The Adventures of Kitchen Girl

March 3, 2014

Quick Asian Style Beef

I LOVE this recipe for so many different reasons. It's simple, it's fast and it's pretty economical. It feeds a bunch, it's not terrible for you and best of all... it's so very delicious. I call it Asian style because it's not truly authentic to any one Asian cuisine but does have some Asian elements to it. The pureed Asian pear is a nod to a good friend of mine who is part Korean and who has told me that in Korean cuisine, foods are often times sweetened with pear and to me that sounded healthier and more delicious than brown sugar. I think the pear lends a fruitiness to the dish that is amazing. If you choose to make the dish with brown sugar it will still be incredibly good, especially if you want it to be on the sweeter side. I've made it both ways and while my family preferred it made with the pear, they enjoy both versions. You could also serve this over rice, either brown or white, if you would enjoy that better. If you're trying to watch your calorie intake, as we are, cabbage is a good choice and really tasty. While I have not tried this over cauliflower "rice", I would imagine that would be excellent too. Because of the sugar (or pear puree ) I can't call this a low carb dish, but not using traditional rice does make it a lower carb option.

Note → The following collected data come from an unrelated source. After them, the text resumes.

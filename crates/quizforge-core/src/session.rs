//! Quiz session storage
//!
//! Sessions hold a generated quiz and the answers graded against it.

use crate::error::{Error, Result};
use crate::quiz::{AnswerRecord, QuestionType, QuizSession};
use async_trait::async_trait;
use chrono::{DateTime, Utc};
use serde::Serialize;
use std::collections::HashMap;
use tokio::sync::RwLock;
use uuid::Uuid;

/// Listing view of a session
#[derive(Debug, Clone, PartialEq, Eq, Serialize)]
pub struct SessionSummary {
    /// Session id
    pub id: Uuid,
    /// Creation time
    pub created_at: DateTime<Utc>,
    /// Material label
    pub source_label: String,
    /// Question kind
    pub question_type: QuestionType,
    /// Structured questions generated (0 for unstructured output)
    pub question_count: usize,
    /// Answers graded so far
    pub answered: usize,
    /// Answers graded correct
    pub score: usize,
}

impl From<&QuizSession> for SessionSummary {
    fn from(session: &QuizSession) -> Self {
        Self {
            id: session.id,
            created_at: session.created_at,
            source_label: session.source_label.clone(),
            question_type: session.question_type,
            question_count: session.outcome.questions().map_or(0, <[_]>::len),
            answered: session.answers.len(),
            score: session.score(),
        }
    }
}

/// Session persistence
#[async_trait]
pub trait SessionStore: Send + Sync {
    /// Store a new session
    async fn insert(&self, session: QuizSession) -> Result<()>;

    /// Fetch a session
    async fn get(&self, id: Uuid) -> Result<Option<QuizSession>>;

    /// Newest sessions first
    async fn list(&self, limit: usize) -> Result<Vec<SessionSummary>>;

    /// Remove a session, returning whether it existed
    async fn delete(&self, id: Uuid) -> Result<bool>;

    /// Append a graded answer and return the updated session
    async fn record_answer(&self, id: Uuid, answer: AnswerRecord) -> Result<QuizSession>;
}

/// In-memory session store
#[derive(Debug, Default)]
pub struct MemorySessionStore {
    sessions: RwLock<HashMap<Uuid, QuizSession>>,
}

impl MemorySessionStore {
    /// Create an empty store
    #[must_use]
    pub fn new() -> Self {
        Self::default()
    }

    /// Number of stored sessions
    pub async fn len(&self) -> usize {
        self.sessions.read().await.len()
    }

    /// Whether the store is empty
    pub async fn is_empty(&self) -> bool {
        self.sessions.read().await.is_empty()
    }
}

#[async_trait]
impl SessionStore for MemorySessionStore {
    async fn insert(&self, session: QuizSession) -> Result<()> {
        let mut sessions = self.sessions.write().await;
        if sessions.contains_key(&session.id) {
            return Err(Error::Internal(format!(
                "session {} already exists",
                session.id
            )));
        }
        sessions.insert(session.id, session);
        Ok(())
    }

    async fn get(&self, id: Uuid) -> Result<Option<QuizSession>> {
        Ok(self.sessions.read().await.get(&id).cloned())
    }

    async fn list(&self, limit: usize) -> Result<Vec<SessionSummary>> {
        let sessions = self.sessions.read().await;
        let mut all: Vec<&QuizSession> = sessions.values().collect();
        all.sort_by(|a, b| b.created_at.cmp(&a.created_at));
        Ok(all
            .into_iter()
            .take(limit)
            .map(SessionSummary::from)
            .collect())
    }

    async fn delete(&self, id: Uuid) -> Result<bool> {
        Ok(self.sessions.write().await.remove(&id).is_some())
    }

    async fn record_answer(&self, id: Uuid, answer: AnswerRecord) -> Result<QuizSession> {
        let mut sessions = self.sessions.write().await;
        let session = sessions
            .get_mut(&id)
            .ok_or_else(|| Error::NotFound(format!("session {}", id)))?;
        session.answers.push(answer);
        Ok(session.clone())
    }
}
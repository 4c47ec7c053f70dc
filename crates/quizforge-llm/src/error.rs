//! Error types for quizforge-llm

use std::time::Duration;
use thiserror::Error;

/// LLM error type
#[derive(Debug, Clone, Error)]
pub enum Error {
    /// Provider not configured
    #[error("provider not configured: {0}")]
    NotConfigured(String),

    /// API error (malformed request, auth failure, ...)
    #[error("api error: {0}")]
    Api(String),

    /// Backend reported throttling
    #[error("rate limit exceeded")]
    RateLimit {
        /// Delay suggested by the backend before retrying, if it sent one
        retry_after: Option<Duration>,
    },

    /// Server error (5xx)
    #[error("server error: {0}")]
    ServerError(String),

    /// Invalid response
    #[error("invalid response: {0}")]
    InvalidResponse(String),

    /// Network error
    #[error("network error: {0}")]
    Network(String),

    /// Timeout
    #[error("timeout after {0}ms")]
    Timeout(u64),
}

impl Error {
    /// Rate limit error without a backend hint.
    #[must_use]
    pub fn rate_limited() -> Self {
        Self::RateLimit { retry_after: None }
    }

    /// Rate limit error carrying the backend's suggested delay.
    #[must_use]
    pub fn rate_limited_for(retry_after: Duration) -> Self {
        Self::RateLimit {
            retry_after: Some(retry_after),
        }
    }

    /// Whether this is a rate-limit-class failure.
    #[must_use]
    pub fn is_rate_limit(&self) -> bool {
        matches!(self, Self::RateLimit { .. })
    }

    /// Backend-suggested retry delay (only set on rate-limit errors).
    #[must_use]
    pub fn retry_after(&self) -> Option<Duration> {
        match self {
            Self::RateLimit { retry_after } => *retry_after,
            _ => None,
        }
    }
}

/// Result type alias
pub type Result<T> = std::result::Result<T, Error>;

#[cfg(test)]
mod tests {
    use super::*;

    #[test]
    fn test_rate_limit_classification() {
        assert!(Error::rate_limited().is_rate_limit());
        assert!(Error::rate_limited_for(Duration::from_secs(5)).is_rate_limit());
        assert!(!Error::Api("bad request".to_string()).is_rate_limit());
        assert!(!Error::ServerError("HTTP 503".to_string()).is_rate_limit());
    }

    #[test]
    fn test_retry_after_only_on_rate_limit() {
        let err = Error::rate_limited_for(Duration::from_secs(7));
        assert_eq!(err.retry_after(), Some(Duration::from_secs(7)));
        assert_eq!(Error::rate_limited().retry_after(), None);
        assert_eq!(Error::Timeout(100).retry_after(), None);
    }

    #[test]
    fn test_display() {
        assert_eq!(Error::rate_limited().to_string(), "rate limit exceeded");
        assert_eq!(Error::Timeout(250).to_string(), "timeout after 250ms");
    }
}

*This dish has a good bit of garlic, red pepper and ginger... feel free to lower the amounts to suit your tastes.
*Use the Asian pear puree OR the brown sugar, not both.
*Try the lower amount of brown sugar first and taste before adding the entire amount. Again, adjust to your preference.
*The sesame oil really is only for flavor, it can be omitted if you would prefer.
*This recipe is also delicious made with ground chicken or turkey.
*Please do use low sodium soy sauce, because it calls for a lot, using regular might yield a dish that is too salty.

Quick Asian Style Beef
2 pounds ground round (or the very leanest ground beef you can find)
1 Tablespoon sesame oil (more for the flavor than anything, feel free to omit if you like)
6 cloves garlic, minced
1 Tablespoon fresh ginger, grated
1 Tablespoon red pepper flakes
1/2 to 1 cup low sodium soy sauce
2 peeled and pureed Asian pears (or 1/2 to 3/4  cup brown sugar, see notes above)
2- 10 ounce bags angel hair shredded green cabbage (Coleslaw mix)
1/4 cup of water
Green onions, chopped

1: Brown ground round in a skillet, drain and return to skillet.
2: In a food processor, puree 2 peeled, cored and chopped Asian pears until smooth.
3: To the skillet with the cooked beef, add sesame oil, garlic, ginger, soy sauce, red pepper flakes and Asian pear puree (or the brown sugar, if you opted to use that instead).
4: Combine well, cover and simmer on low 15-20 minutes. Stirring occasionally to make sure it’s not sticking.
5: While the beef mixture is simmering, sauté the cabbage in a nonstick skillet with a tiny bit of water until just barely wilted. It should still have some bite to it.
6: Line shallow individual bowls with sauteed cabbage and ladle beef mixture over the cabbage.
7: Top with a generous handful of chopped green onion to serve.